● **RECORDS SUPPLIED**:
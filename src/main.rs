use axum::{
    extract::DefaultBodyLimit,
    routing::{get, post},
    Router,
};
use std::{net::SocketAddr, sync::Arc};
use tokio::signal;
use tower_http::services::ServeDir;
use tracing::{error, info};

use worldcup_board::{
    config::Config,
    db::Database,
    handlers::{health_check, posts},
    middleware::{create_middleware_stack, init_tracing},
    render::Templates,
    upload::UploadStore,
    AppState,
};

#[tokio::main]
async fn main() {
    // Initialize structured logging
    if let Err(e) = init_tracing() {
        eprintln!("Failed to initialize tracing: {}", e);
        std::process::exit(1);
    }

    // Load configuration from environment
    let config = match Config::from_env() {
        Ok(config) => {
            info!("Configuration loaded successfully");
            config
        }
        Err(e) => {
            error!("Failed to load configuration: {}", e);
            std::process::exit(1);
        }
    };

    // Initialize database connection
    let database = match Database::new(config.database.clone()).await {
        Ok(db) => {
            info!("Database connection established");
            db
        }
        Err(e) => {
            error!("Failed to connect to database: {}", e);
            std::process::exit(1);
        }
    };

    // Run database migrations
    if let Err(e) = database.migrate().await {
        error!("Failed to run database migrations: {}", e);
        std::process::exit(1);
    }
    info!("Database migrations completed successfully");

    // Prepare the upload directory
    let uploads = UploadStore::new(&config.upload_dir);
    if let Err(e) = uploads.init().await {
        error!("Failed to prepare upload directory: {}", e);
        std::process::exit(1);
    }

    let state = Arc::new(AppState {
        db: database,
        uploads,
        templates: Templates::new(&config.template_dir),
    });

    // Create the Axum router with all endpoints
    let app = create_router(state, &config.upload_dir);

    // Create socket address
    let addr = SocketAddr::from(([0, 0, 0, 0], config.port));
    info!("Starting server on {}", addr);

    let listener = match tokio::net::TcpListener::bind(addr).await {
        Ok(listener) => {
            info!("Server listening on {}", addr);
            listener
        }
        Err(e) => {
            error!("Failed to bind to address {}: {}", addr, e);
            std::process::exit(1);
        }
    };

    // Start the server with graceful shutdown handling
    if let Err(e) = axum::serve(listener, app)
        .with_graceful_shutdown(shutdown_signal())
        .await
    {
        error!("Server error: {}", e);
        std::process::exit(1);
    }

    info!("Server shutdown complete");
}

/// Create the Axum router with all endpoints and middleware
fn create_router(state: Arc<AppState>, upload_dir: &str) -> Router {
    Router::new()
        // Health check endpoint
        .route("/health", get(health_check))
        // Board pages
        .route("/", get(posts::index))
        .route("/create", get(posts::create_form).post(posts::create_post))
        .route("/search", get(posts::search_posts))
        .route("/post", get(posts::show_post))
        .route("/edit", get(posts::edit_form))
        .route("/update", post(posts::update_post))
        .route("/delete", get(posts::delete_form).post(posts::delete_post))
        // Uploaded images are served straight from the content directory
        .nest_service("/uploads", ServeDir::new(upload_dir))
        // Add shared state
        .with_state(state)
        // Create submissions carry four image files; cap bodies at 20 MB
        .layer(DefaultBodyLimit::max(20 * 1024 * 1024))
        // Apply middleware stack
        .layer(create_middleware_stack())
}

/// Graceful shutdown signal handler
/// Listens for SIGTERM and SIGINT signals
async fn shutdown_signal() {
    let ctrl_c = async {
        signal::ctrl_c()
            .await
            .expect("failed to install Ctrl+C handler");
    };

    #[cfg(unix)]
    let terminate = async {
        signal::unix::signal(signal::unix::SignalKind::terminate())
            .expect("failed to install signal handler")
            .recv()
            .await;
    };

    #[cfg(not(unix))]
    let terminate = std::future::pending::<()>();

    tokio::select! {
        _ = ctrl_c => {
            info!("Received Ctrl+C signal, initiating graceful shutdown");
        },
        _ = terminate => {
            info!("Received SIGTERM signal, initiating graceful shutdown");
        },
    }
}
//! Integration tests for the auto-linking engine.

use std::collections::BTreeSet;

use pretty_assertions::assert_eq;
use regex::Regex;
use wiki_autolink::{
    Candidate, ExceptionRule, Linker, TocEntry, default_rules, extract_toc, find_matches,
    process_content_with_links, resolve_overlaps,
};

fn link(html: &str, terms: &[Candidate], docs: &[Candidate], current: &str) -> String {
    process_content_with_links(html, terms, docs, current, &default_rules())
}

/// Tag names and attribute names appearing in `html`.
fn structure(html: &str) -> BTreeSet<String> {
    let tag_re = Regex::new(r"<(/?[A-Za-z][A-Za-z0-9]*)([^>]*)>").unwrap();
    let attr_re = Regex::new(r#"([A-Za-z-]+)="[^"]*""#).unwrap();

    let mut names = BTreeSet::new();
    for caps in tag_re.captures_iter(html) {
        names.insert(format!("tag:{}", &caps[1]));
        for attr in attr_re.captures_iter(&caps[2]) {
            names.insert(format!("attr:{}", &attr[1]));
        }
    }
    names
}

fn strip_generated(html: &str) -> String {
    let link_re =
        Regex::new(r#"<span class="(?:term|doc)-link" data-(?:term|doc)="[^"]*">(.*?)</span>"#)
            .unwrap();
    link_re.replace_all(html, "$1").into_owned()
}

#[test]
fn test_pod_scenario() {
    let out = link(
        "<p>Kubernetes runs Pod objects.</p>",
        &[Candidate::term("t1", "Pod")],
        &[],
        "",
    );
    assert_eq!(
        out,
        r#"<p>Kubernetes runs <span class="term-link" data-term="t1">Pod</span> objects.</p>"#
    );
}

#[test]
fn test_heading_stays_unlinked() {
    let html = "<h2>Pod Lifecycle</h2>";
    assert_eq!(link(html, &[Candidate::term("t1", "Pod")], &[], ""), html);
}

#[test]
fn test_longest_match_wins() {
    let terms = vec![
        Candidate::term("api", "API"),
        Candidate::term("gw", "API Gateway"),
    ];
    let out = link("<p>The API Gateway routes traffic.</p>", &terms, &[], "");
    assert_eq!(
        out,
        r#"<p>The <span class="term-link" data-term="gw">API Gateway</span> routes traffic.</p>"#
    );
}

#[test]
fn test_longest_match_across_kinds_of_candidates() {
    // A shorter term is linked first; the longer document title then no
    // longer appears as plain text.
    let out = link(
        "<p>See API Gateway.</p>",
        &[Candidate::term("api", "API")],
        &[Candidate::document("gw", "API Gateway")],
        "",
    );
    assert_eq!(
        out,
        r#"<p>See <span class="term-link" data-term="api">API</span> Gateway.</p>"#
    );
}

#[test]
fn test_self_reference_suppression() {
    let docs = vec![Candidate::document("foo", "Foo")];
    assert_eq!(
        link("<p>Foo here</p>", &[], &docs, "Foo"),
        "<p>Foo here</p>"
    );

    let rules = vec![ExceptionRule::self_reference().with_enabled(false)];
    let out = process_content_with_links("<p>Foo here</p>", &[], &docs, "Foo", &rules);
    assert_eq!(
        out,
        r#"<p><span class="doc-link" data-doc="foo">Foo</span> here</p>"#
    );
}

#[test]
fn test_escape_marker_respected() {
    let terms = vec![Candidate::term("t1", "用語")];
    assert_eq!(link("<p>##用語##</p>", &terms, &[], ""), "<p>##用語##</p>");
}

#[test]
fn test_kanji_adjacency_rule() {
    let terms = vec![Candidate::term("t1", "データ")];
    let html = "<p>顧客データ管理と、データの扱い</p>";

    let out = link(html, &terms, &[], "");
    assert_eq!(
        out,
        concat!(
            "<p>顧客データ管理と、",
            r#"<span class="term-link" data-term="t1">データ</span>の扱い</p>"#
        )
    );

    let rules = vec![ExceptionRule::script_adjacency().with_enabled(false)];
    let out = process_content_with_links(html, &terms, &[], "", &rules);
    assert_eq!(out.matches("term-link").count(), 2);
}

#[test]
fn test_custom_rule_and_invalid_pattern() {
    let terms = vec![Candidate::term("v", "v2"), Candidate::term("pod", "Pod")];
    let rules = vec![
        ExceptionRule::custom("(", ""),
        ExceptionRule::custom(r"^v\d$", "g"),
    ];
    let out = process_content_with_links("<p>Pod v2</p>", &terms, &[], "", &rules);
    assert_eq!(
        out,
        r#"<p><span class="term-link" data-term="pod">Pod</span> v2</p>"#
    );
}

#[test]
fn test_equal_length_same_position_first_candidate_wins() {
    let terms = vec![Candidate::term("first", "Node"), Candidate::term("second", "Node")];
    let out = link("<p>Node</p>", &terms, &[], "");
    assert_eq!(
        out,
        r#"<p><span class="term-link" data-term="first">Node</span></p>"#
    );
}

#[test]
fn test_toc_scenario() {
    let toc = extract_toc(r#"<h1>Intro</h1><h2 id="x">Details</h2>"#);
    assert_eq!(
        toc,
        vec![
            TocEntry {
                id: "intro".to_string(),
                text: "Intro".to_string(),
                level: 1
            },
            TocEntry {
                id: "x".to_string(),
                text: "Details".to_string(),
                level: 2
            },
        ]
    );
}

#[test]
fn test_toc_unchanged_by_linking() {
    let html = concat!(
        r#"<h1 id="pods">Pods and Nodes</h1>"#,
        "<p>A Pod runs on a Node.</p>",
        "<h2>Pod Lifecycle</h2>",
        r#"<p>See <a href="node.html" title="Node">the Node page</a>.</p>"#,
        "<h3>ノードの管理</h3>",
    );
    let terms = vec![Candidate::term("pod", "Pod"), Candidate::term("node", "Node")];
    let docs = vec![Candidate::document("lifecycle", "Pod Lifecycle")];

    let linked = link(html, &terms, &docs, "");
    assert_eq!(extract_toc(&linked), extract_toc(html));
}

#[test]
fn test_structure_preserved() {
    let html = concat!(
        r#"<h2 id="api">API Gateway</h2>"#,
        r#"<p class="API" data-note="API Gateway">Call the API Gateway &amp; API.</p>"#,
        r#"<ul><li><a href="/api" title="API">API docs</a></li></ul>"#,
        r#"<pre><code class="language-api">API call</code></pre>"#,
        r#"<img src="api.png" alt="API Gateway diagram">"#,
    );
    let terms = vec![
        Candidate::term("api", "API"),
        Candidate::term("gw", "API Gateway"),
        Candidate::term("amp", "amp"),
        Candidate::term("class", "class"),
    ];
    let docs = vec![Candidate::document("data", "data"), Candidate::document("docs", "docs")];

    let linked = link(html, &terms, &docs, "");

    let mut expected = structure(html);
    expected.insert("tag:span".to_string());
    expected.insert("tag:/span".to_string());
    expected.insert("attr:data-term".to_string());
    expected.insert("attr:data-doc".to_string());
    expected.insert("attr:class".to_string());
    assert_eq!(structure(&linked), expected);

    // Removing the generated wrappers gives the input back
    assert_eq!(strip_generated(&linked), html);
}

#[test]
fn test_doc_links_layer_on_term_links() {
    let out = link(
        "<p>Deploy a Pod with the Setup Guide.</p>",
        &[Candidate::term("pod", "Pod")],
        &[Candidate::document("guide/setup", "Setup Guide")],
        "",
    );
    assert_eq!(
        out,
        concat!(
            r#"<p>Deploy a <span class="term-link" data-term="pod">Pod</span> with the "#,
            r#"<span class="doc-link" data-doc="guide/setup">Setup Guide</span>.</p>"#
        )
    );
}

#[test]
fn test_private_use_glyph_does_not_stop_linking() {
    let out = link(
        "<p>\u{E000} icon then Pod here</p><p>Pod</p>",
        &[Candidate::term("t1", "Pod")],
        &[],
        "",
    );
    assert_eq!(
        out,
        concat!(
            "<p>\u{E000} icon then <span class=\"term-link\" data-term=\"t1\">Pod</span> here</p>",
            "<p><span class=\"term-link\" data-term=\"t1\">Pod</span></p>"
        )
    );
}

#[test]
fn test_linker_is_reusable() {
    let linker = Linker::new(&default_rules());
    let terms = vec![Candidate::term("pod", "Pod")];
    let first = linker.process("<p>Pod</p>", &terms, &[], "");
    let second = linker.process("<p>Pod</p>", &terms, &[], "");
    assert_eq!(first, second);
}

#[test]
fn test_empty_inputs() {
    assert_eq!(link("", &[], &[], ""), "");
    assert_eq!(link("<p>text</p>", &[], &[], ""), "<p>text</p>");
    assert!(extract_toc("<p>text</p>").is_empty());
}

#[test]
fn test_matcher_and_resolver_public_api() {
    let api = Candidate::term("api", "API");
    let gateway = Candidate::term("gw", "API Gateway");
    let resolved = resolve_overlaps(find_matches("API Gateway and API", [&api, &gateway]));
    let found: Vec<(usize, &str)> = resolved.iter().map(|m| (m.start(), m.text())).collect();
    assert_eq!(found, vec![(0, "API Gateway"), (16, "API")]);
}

● **WHAT YOU HAVE TO DO**:
For the records above, how many lines contain the word "Templates"? Reply with the number only.

● **EXPECTED OUTPUT**:
2